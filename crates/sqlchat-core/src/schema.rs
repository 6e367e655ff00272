//! Table metadata and the schema description used for prompt grounding

use serde::{Deserialize, Serialize};
use std::fmt;

/// Longest sample value shown in a schema description
pub const SAMPLE_VALUE_MAX_LEN: usize = 100;

/// Nullability state
#[derive(Debug, Clone, Copy, PartialEq, Eq, Hash, Serialize, Deserialize)]
#[serde(rename_all = "lowercase")]
pub enum Nullability {
    /// Definitely nullable
    Yes,

    /// Definitely not nullable
    No,

    /// Cannot determine nullability
    Unknown,
}

impl Nullability {
    /// Parse an `information_schema` `is_nullable` value
    pub fn from_is_nullable(value: &str) -> Self {
        match value.to_uppercase().as_str() {
            "YES" => Self::Yes,
            "NO" => Self::No,
            _ => Self::Unknown,
        }
    }
}

/// A column of a described table
#[derive(Debug, Clone, PartialEq, Eq, Hash, Serialize, Deserialize)]
pub struct ColumnInfo {
    /// Column name
    pub name: String,

    /// Database type as reported by the catalog (e.g. `integer`, `numeric(10,2)`)
    pub data_type: String,

    /// Nullability
    pub nullable: Nullability,
}

impl ColumnInfo {
    /// Create a new column with unknown nullability
    pub fn new(name: impl Into<String>, data_type: impl Into<String>) -> Self {
        Self {
            name: name.into(),
            data_type: data_type.into(),
            nullable: Nullability::Unknown,
        }
    }

    /// Set nullability
    pub fn with_nullability(mut self, nullable: Nullability) -> Self {
        self.nullable = nullable;
        self
    }
}

/// A handful of rows sampled from a table
#[derive(Debug, Clone, Default, PartialEq, Eq, Serialize, Deserialize)]
pub struct SampleRows {
    /// Column names in result order
    pub columns: Vec<String>,

    /// Row values in text form, `None` for SQL NULL
    pub rows: Vec<Vec<Option<String>>>,
}

impl SampleRows {
    pub fn new(columns: Vec<String>, rows: Vec<Vec<Option<String>>>) -> Self {
        Self { columns, rows }
    }

    pub fn is_empty(&self) -> bool {
        self.rows.is_empty()
    }
}

/// Metadata for one table
#[derive(Debug, Clone, PartialEq, Eq, Serialize, Deserialize)]
pub struct TableInfo {
    /// Table name (unqualified)
    pub name: String,

    /// Columns in ordinal order
    pub columns: Vec<ColumnInfo>,

    /// Sample rows, empty when sampling is disabled
    #[serde(default)]
    pub sample_rows: SampleRows,
}

impl TableInfo {
    pub fn new(name: impl Into<String>, columns: Vec<ColumnInfo>) -> Self {
        Self {
            name: name.into(),
            columns,
            sample_rows: SampleRows::default(),
        }
    }

    /// Attach sample rows
    pub fn with_sample_rows(mut self, sample_rows: SampleRows) -> Self {
        self.sample_rows = sample_rows;
        self
    }

    /// Render as a `CREATE TABLE` block followed by the sample row comment
    pub fn render(&self) -> String {
        let mut out = format!("CREATE TABLE \"{}\" (\n", self.name);

        let column_lines: Vec<String> = self
            .columns
            .iter()
            .map(|col| {
                let not_null = if col.nullable == Nullability::No { " NOT NULL" } else { "" };
                format!("\t\"{}\" {}{}", col.name, col.data_type.to_uppercase(), not_null)
            })
            .collect();
        out.push_str(&column_lines.join(",\n"));
        out.push_str("\n)");

        if !self.sample_rows.is_empty() {
            out.push_str(&format!(
                "\n\n/*\n{} rows from {} table:\n{}",
                self.sample_rows.rows.len(),
                self.name,
                self.sample_rows.columns.join("\t"),
            ));
            for row in &self.sample_rows.rows {
                let values: Vec<String> = row.iter().map(|v| render_sample_value(v.as_deref())).collect();
                out.push('\n');
                out.push_str(&values.join("\t"));
            }
            out.push_str("\n*/");
        }

        out
    }
}

fn render_sample_value(value: Option<&str>) -> String {
    match value {
        None => "None".to_string(),
        Some(v) if v.chars().count() > SAMPLE_VALUE_MAX_LEN => {
            v.chars().take(SAMPLE_VALUE_MAX_LEN).collect()
        }
        Some(v) => v.to_string(),
    }
}

/// Immutable text snapshot of the database schema
#[derive(Debug, Clone, PartialEq, Eq, Serialize, Deserialize)]
pub struct SchemaDescription {
    /// Described tables, ordered by name
    pub tables: Vec<TableInfo>,
}

impl SchemaDescription {
    /// Build a description from table metadata
    pub fn from_tables(tables: Vec<TableInfo>) -> Self {
        Self { tables }
    }

    /// Find a table by name
    pub fn table(&self, name: &str) -> Option<&TableInfo> {
        self.tables.iter().find(|t| t.name == name)
    }

    /// Table names in order
    pub fn table_names(&self) -> Vec<&str> {
        self.tables.iter().map(|t| t.name.as_str()).collect()
    }

    pub fn is_empty(&self) -> bool {
        self.tables.is_empty()
    }

    /// Render the full text used inside prompts
    pub fn render(&self) -> String {
        self.tables
            .iter()
            .map(TableInfo::render)
            .collect::<Vec<_>>()
            .join("\n\n")
    }
}

impl fmt::Display for SchemaDescription {
    fn fmt(&self, f: &mut fmt::Formatter<'_>) -> fmt::Result {
        f.write_str(&self.render())
    }
}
····················
_EXERCISE DESCRIPTION_
Say how many lines above contain "join", and give no words besides the number.

_REPLY TO THE TASK_
4